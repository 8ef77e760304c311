use anyhow::{Context, Result};
use std::fs;
use std::path::PathBuf;

/// `$TASKRANK_HOME`, or `~/.taskrank`.
pub fn taskrank_home() -> Result<PathBuf> {
    if let Ok(dir) = std::env::var("TASKRANK_HOME") {
        return Ok(PathBuf::from(dir));
    }
    let home = std::env::var("HOME").context("HOME is not set")?;
    Ok(PathBuf::from(home).join(".taskrank"))
}

pub fn ensure_taskrank_home() -> Result<PathBuf> {
    let dir = taskrank_home()?;
    fs::create_dir_all(&dir).with_context(|| format!("create {}", dir.display()))?;
    Ok(dir)
}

■ EXERCISE DESCRIPTION ■
Find the number of lines in the data above that contain "from". Please give that number alone.

■ SOLUTION TO THIS PROBLEM ■
2